System       Slowdown   Implementation
     Python        250    Unoptimized bytecode interpreter
     Squeak 2.3     83
     Dolphin        53    Optimized bytecode interpreter (more or less)
     Smalltalk V    50    Optimized bytecode interpreter, 16-bit code
     Smalltalk MT   24    Native compiler, but slow memory management
     Visual Works   13    Dynamic (just in time) compiler
     Self            4    Optimizing dynamic compiler with advanced type
inference *
     Unoptimized C   2    Native compiler with debug compile
     Optimized C     1    Optimizing native compiler
* Speed relative to C from papers rather than measured
The details are in Appendix 1.
-------------------- Where do we want to go? --------------------
We could choose to equal the speed of any of the faster Smalltalk
(or Self) implementations.  I would propose doing things in stages.
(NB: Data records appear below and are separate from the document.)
use async_trait::async_trait;
use derive_new::new;
use kernel::model::{
    booking::{
        event::{CreateBooking, UpdateBooking},
        Booking,
    },
    hotel::Room,
    id::{BookingId, RoomId, UserId},
};
use kernel::repository::booking::BookingRepository;
use shared::error::{AppError, AppResult};

use crate::database::{
    is_unique_violation,
    model::{booking::BookingRow, hotel::LockedRoomRow},
    ConnectionPool,
};
use crate::repository::ticket::{ensure_hotel_ticket, find_ticket_by_user_id};

#[derive(new)]
pub struct BookingRepositoryImpl {
    db: ConnectionPool,
}

#[async_trait]
impl BookingRepository for BookingRepositoryImpl {
    async fn find_by_user_id(&self, user_id: UserId) -> AppResult<Option<Booking>> {
        sqlx::query_as::<_, BookingRow>(
            r#"
                SELECT
                b.booking_id,
                b.user_id,
                b.created_at,
                b.updated_at,
                r.room_id,
                r.hotel_id,
                r.name AS room_name,
                r.capacity,
                (
                    SELECT COUNT(*) FROM bookings AS ob WHERE ob.room_id = r.room_id
                )::INT4 AS occupancy
                FROM bookings AS b
                INNER JOIN rooms AS r ON b.room_id = r.room_id
                WHERE b.user_id = $1
            "#,
        )
        .bind(user_id)
        .fetch_optional(self.db.inner_ref())
        .await
        .map(|row| row.map(Booking::from))
        .map_err(AppError::SpecificOperationError)
    }

    async fn create(&self, event: CreateBooking) -> AppResult<BookingId> {
        let mut tx = self.db.begin().await?;

        // 事前のチェックとして、以下を調べる。
        // - ユーザーのチケットでホテルを利用できるか
        // - ユーザーがまだ予約を持っていないか
        // - 指定の部屋が存在し、空きがあるか
        //
        // 部屋の行は FOR UPDATE でロックしてから予約数を数えるので、
        // 同じ部屋への同時予約はここで直列化される
        {
            // ① チケットの確認
            let ticket = find_ticket_by_user_id(&mut *tx, event.user_id).await?;
            ensure_hotel_ticket(ticket, event.user_id)?;

            // ② 1 ユーザー 1 予約
            if self
                .find_booking_id_by_user_id(&mut tx, event.user_id)
                .await?
                .is_some()
            {
                return Err(AppError::ForbiddenOperation(format!(
                    "ユーザー（{}）はすでに予約を持っています。",
                    event.user_id
                )));
            }

            // ③ 部屋の存在確認と空き確認
            let room = self.lock_room(&mut tx, event.room_id, None).await?;
            room.ensure_vacancy()?;
        }

        let booking_id = sqlx::query_scalar::<_, BookingId>(
            r#"
                INSERT INTO bookings (user_id, room_id)
                VALUES ($1, $2)
                RETURNING booking_id
            "#,
        )
        .bind(event.user_id)
        .bind(event.room_id)
        .fetch_one(&mut *tx)
        .await
        .map_err(|e| {
            if is_unique_violation(&e) {
                AppError::ForbiddenOperation(format!(
                    "ユーザー（{}）はすでに予約を持っています。",
                    event.user_id
                ))
            } else {
                AppError::SpecificOperationError(e)
            }
        })?;

        tx.commit().await.map_err(AppError::TransactionError)?;

        tracing::info!(
            booking_id = %booking_id,
            user_id = %event.user_id,
            room_id = %event.room_id,
            "booking created"
        );

        Ok(booking_id)
    }

    async fn update(&self, event: UpdateBooking) -> AppResult<BookingId> {
        let mut tx = self.db.begin().await?;

        {
            // ① 本人の予約であるかを、部屋のチェックより先に確認する
            let own_booking_id = self
                .find_booking_id_by_user_id(&mut tx, event.requested_user)
                .await?;
            if own_booking_id != Some(event.booking_id) {
                return Err(AppError::ForbiddenOperation(format!(
                    "予約（{}）はユーザー（{}）のものではありません。",
                    event.booking_id, event.requested_user
                )));
            }

            // ② チケットの確認
            let ticket = find_ticket_by_user_id(&mut *tx, event.requested_user).await?;
            ensure_hotel_ticket(ticket, event.requested_user)?;

            // ③ 変更先の部屋の存在確認と空き確認
            // 同じ部屋を指定し直した場合に自分の分を数えないよう、自分の予約は除外する
            let room = self
                .lock_room(&mut tx, event.room_id, Some(event.booking_id))
                .await?;
            room.ensure_vacancy()?;
        }

        let res = sqlx::query(
            r#"
                UPDATE bookings
                SET room_id = $1
                WHERE booking_id = $2
            "#,
        )
        .bind(event.room_id)
        .bind(event.booking_id)
        .execute(&mut *tx)
        .await
        .map_err(AppError::SpecificOperationError)?;

        if res.rows_affected() < 1 {
            return Err(AppError::NoRowsAffectedError(
                "No booking record has been updated".into(),
            ));
        }

        tx.commit().await.map_err(AppError::TransactionError)?;

        tracing::info!(
            booking_id = %event.booking_id,
            user_id = %event.requested_user,
            room_id = %event.room_id,
            "booking moved to another room"
        );

        Ok(event.booking_id)
    }
}

impl BookingRepositoryImpl {
    // 予約の行もロックして、同じユーザーの同時更新を直列化する
    async fn find_booking_id_by_user_id(
        &self,
        tx: &mut sqlx::Transaction<'_, sqlx::Postgres>,
        user_id: UserId,
    ) -> AppResult<Option<BookingId>> {
        sqlx::query_scalar::<_, BookingId>(
            r#"
                SELECT booking_id
                FROM bookings
                WHERE user_id = $1
                FOR UPDATE
            "#,
        )
        .bind(user_id)
        .fetch_optional(&mut **tx)
        .await
        .map_err(AppError::SpecificOperationError)
    }

    // 部屋の行をロックしてから、その部屋の予約数を数える
    // excluded に指定した予約は数に含めない
    async fn lock_room(
        &self,
        tx: &mut sqlx::Transaction<'_, sqlx::Postgres>,
        room_id: RoomId,
        excluded: Option<BookingId>,
    ) -> AppResult<Room> {
        let row = sqlx::query_as::<_, LockedRoomRow>(
            r#"
                SELECT room_id, hotel_id, name, capacity
                FROM rooms
                WHERE room_id = $1
                FOR UPDATE
            "#,
        )
        .bind(room_id)
        .fetch_optional(&mut **tx)
        .await
        .map_err(AppError::SpecificOperationError)?
        .ok_or_else(|| {
            AppError::EntityNotFound(format!("部屋（{}）が見つかりませんでした。", room_id))
        })?;

        let occupancy = sqlx::query_scalar::<_, i32>(
            r#"
                SELECT COUNT(*)::INT4
                FROM bookings
                WHERE room_id = $1
                  AND ($2::INT4 IS NULL OR booking_id <> $2)
            "#,
        )
        .bind(room_id)
        .bind(excluded)
        .fetch_one(&mut **tx)
        .await
        .map_err(AppError::SpecificOperationError)?;

        Ok(row.into_room(occupancy))
    }
}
1. Optimize the virtual machine, but keeping a bytecode interpreter.
   This should get us to the performance level of Dolphin or Smalltalk/V
   or perhaps slightly better.  (We ought to be able to at least as 
   well as Smalltalk-V, which runs in a 16-bit code environment and
   so has to do slow segment loads all over the place.)
2. Compile to native code.  If the VM was well optimized before this,
   we might be able to reach performance near Visual Works.
   (It is interesting to note the almost factor of two speed difference
    between VisualWorks and Smalltalk-MT, indicating what an 
    optimized VM can do.)
3. Possibly add self-style type inference for a further speed boost.
   This would be a very long term project.
It is possible to do things in another order: i.e. do native
code generation first, then optimize the VM afterwards.  However,
it seems that this approach would likely be more difficult.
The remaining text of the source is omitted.